■ Work task
From the records below, copy each line in which the string "seed" occurs.

+++ Data provided

//! Unified logging system

use chrono::Local;
use colored::*;
use rand::RngExt;
use std::sync::atomic::{AtomicBool, Ordering};

static VERBOSE: AtomicBool = AtomicBool::new(false);

const LOGO: &str = r#"
    __   _           __              __
   / /__(_)___  ____/ /_______  ____/ /
  / //_/ / __ \/ __  / ___/ _ \/ __  /
 / ,< / / / / / /_/ / /  /  __/ /_/ /
/_/|_/_/_/ /_/\__,_/_/   \___/\__,_/  "#;

const SLOGANS: &[&str] = &[
	"Finding your posts' long-lost siblings",
	"Six degrees of cosine separation",
	"Because \"you might also like\" shouldn't be random",
	"Dot products doing the matchmaking",
	"Related posts, minus the vibes-based matching",
	"It actually read all of them",
];

pub fn random_slogan() -> &'static str {
	let idx = rand::rng().random_range(0..SLOGANS.len());
	SLOGANS[idx]
}

pub fn print_logo() {
	println!("{}", LOGO.bright_blue().bold());
	println!("{}", random_slogan().dimmed().italic());
	println!();
}

pub struct Log;

impl Log {
	pub fn set_verbose(enabled: bool) {
		VERBOSE.store(enabled, Ordering::Relaxed);
	}

	pub fn is_verbose() -> bool {
		VERBOSE.load(Ordering::Relaxed)
	}
}

fn stamp() -> ColoredString {
	Local::now().format("%H:%M:%S").to_string().dimmed()
}

pub fn info(msg: &str) {
	println!("[{}] {} {}", stamp(), "ℹ".bright_blue().bold(), msg);
}

pub fn success(msg: &str) {
	println!("[{}] {} {}", stamp(), "✓".bright_green().bold(), msg);
}

pub fn warn(msg: &str) {
	println!("[{}] {} {}", stamp(), "⚠".bright_yellow().bold(), msg);
}

pub fn error(msg: &str) {
	println!("[{}] {} {}", stamp(), "✗".bright_red().bold(), msg);
}

pub fn debug(msg: &str) {
	if Log::is_verbose() {
		println!("[{}] {} {}", stamp(), "⚙".bright_black().bold(), msg.dimmed());
	}
}

pub fn header(text: &str) {
	println!("\n{}", format!("─── {} ───", text).bright_blue().bold());
}

/// Clickable file path (OSC 8 terminal hyperlink)
pub fn path_link(path: &std::path::Path, max_len: usize) -> String {
	let absolute = path.canonicalize().unwrap_or_else(|_| path.to_path_buf());

	let uri = if cfg!(windows) {
		let path_str = absolute.to_string_lossy();
		let cleaned = path_str.strip_prefix(r"\\?\").unwrap_or(&path_str);
		format!("file:///{}", cleaned.replace('\\', "/"))
	} else {
		format!("file://{}", absolute.display())
	};

	let filename = path
		.file_name()
		.and_then(|n| n.to_str())
		.unwrap_or("unknown");

	let display_name = if filename.len() > max_len {
		format!(
			"{}...{}",
			&filename[..max_len / 2],
			&filename[filename.len() - (max_len / 2 - 3)..]
		)
	} else {
		filename.to_string()
	};

	format!("\x1b]8;;{}\x1b\\{}\x1b]8;;\x1b\\", uri, display_name)
}
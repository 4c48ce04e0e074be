//! # ONNX Runtime
//!
//! Session creation and execution provider selection.

pub mod providers;

pub use providers::{create_session, Provider};
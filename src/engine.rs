//! Tick-driven engine: systems registered on a builder run in order once
//! per tick, each with its own deterministic RNG stream; a tick commits as
//! a unit before snapshots or any external read.

use std::path::PathBuf;

use anyhow::Result;

use crate::rng::{RngManager, SystemRng};
use crate::snapshot::SnapshotWriter;
use crate::world::World;

pub struct EngineSettings {
    pub scenario_name: String,
    pub seed: u64,
    pub snapshot_interval_ticks: u64,
    pub snapshot_dir: PathBuf,
}

pub struct EngineBuilder {
    settings: EngineSettings,
    systems: Vec<Box<dyn System>>,
}

impl EngineBuilder {
    pub fn new(settings: EngineSettings) -> Self {
        Self {
            settings,
            systems: Vec::new(),
        }
    }

    pub fn with_system(mut self, system: impl System + 'static) -> Self {
        self.systems.push(Box::new(system));
        self
    }

    pub fn push_system(&mut self, system: impl System + 'static) {
        self.systems.push(Box::new(system));
    }

    pub fn build(self) -> Engine {
        Engine {
            rng: RngManager::new(self.settings.seed),
            systems: self.systems,
            snapshot_writer: SnapshotWriter::new(
                &self.settings.snapshot_dir,
                self.settings.snapshot_interval_ticks,
            ),
            settings: self.settings,
        }
    }
}

pub struct Engine {
    rng: RngManager,
    systems: Vec<Box<dyn System>>,
    snapshot_writer: SnapshotWriter,
    settings: EngineSettings,
}

impl Engine {
    pub fn run(&mut self, world: &mut World, ticks: u64) -> Result<()> {
        for _ in 0..ticks {
            self.step(world)?;
        }
        Ok(())
    }

    /// Execute one full tick: every system in registration order, then the
    /// time advance and the snapshot check.
    pub fn step(&mut self, world: &mut World) -> Result<()> {
        let current_tick = world.tick();
        for system in &mut self.systems {
            let mut rng_stream = self.rng.stream(system.name());
            let ctx = SystemContext {
                tick: current_tick,
                scenario_name: &self.settings.scenario_name,
            };
            system.run(&ctx, world, &mut rng_stream)?;
        }
        world.advance_tick();
        self.snapshot_writer
            .maybe_write(world, &self.settings.scenario_name)?;
        Ok(())
    }

    pub fn scenario_name(&self) -> &str {
        &self.settings.scenario_name
    }
}

pub struct SystemContext<'a> {
    pub tick: u64,
    pub scenario_name: &'a str,
}

pub trait System {
    fn name(&self) -> &str;
    fn run(
        &mut self,
        ctx: &SystemContext,
        world: &mut World,
        rng: &mut SystemRng<'_>,
    ) -> Result<()>;
}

++++++

■ Reply
    pub seed: u64,
            rng: RngManager::new(self.settings.seed),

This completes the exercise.